» EXERCISE DIRECTIONS:
Examine the entries below, count the lines holding the string "crate", and respond with the number only.

» Stored data entries:
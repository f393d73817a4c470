use crate::dns::forwarding::UpstreamEndpoint;
use crate::dns::transport::udp::UdpTransport;
use crate::dns::transport::DnsTransport;
use devdns_domain::DomainError;
use hickory_proto::op::Message;
use std::net::SocketAddr;
use std::time::{Duration, Instant};
use tracing::debug;

/// Result of a single-server query attempt
pub struct QueryAttemptResult {
    pub response: Message,
    pub server_addr: SocketAddr,
    pub latency_ms: u64,
}

/// Execute one exchange with a single upstream server.
///
/// `timeout` bounds the whole attempt: endpoint resolution plus the UDP
/// exchange. A reply that does not decode, or whose transaction id is not
/// `query_id`, is an error like any socket failure. The DNS response code is
/// not inspected.
pub async fn query_server(
    endpoint: &UpstreamEndpoint,
    query_bytes: &[u8],
    query_id: u16,
    timeout: Duration,
) -> Result<QueryAttemptResult, DomainError> {
    let start = Instant::now();

    let server_addr = tokio::time::timeout(timeout, endpoint.resolve())
        .await
        .map_err(|_| DomainError::TransportTimeout {
            server: endpoint.to_string(),
        })??;

    let transport = UdpTransport::new(server_addr);
    let remaining = remaining_budget(timeout, start.elapsed(), server_addr)?;
    let transport_response = transport.send(query_bytes, remaining).await?;

    let response = Message::from_vec(&transport_response.bytes).map_err(|e| {
        DomainError::InvalidDnsResponse(format!("undecodable reply from {}: {}", server_addr, e))
    })?;

    if response.id() != query_id {
        return Err(DomainError::InvalidDnsResponse(format!(
            "reply from {} has id {}, expected {}",
            server_addr,
            response.id(),
            query_id
        )));
    }

    let latency_ms = start.elapsed().as_millis() as u64;
    debug!(
        server = %server_addr,
        protocol = transport.protocol_name(),
        rcode = ?response.response_code(),
        answers = response.answers().len(),
        latency_ms,
        "Upstream replied"
    );

    Ok(QueryAttemptResult {
        response,
        server_addr,
        latency_ms,
    })
}

/// Time left for the exchange once resolution has used `elapsed` of `timeout`.
fn remaining_budget(
    timeout: Duration,
    elapsed: Duration,
    server_addr: SocketAddr,
) -> Result<Duration, DomainError> {
    match timeout.checked_sub(elapsed) {
        Some(remaining) if !remaining.is_zero() => Ok(remaining),
        _ => Err(DomainError::TransportTimeout {
            server: server_addr.to_string(),
        }),
    }
}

» ANSWER TO THIS EXERCISE:
3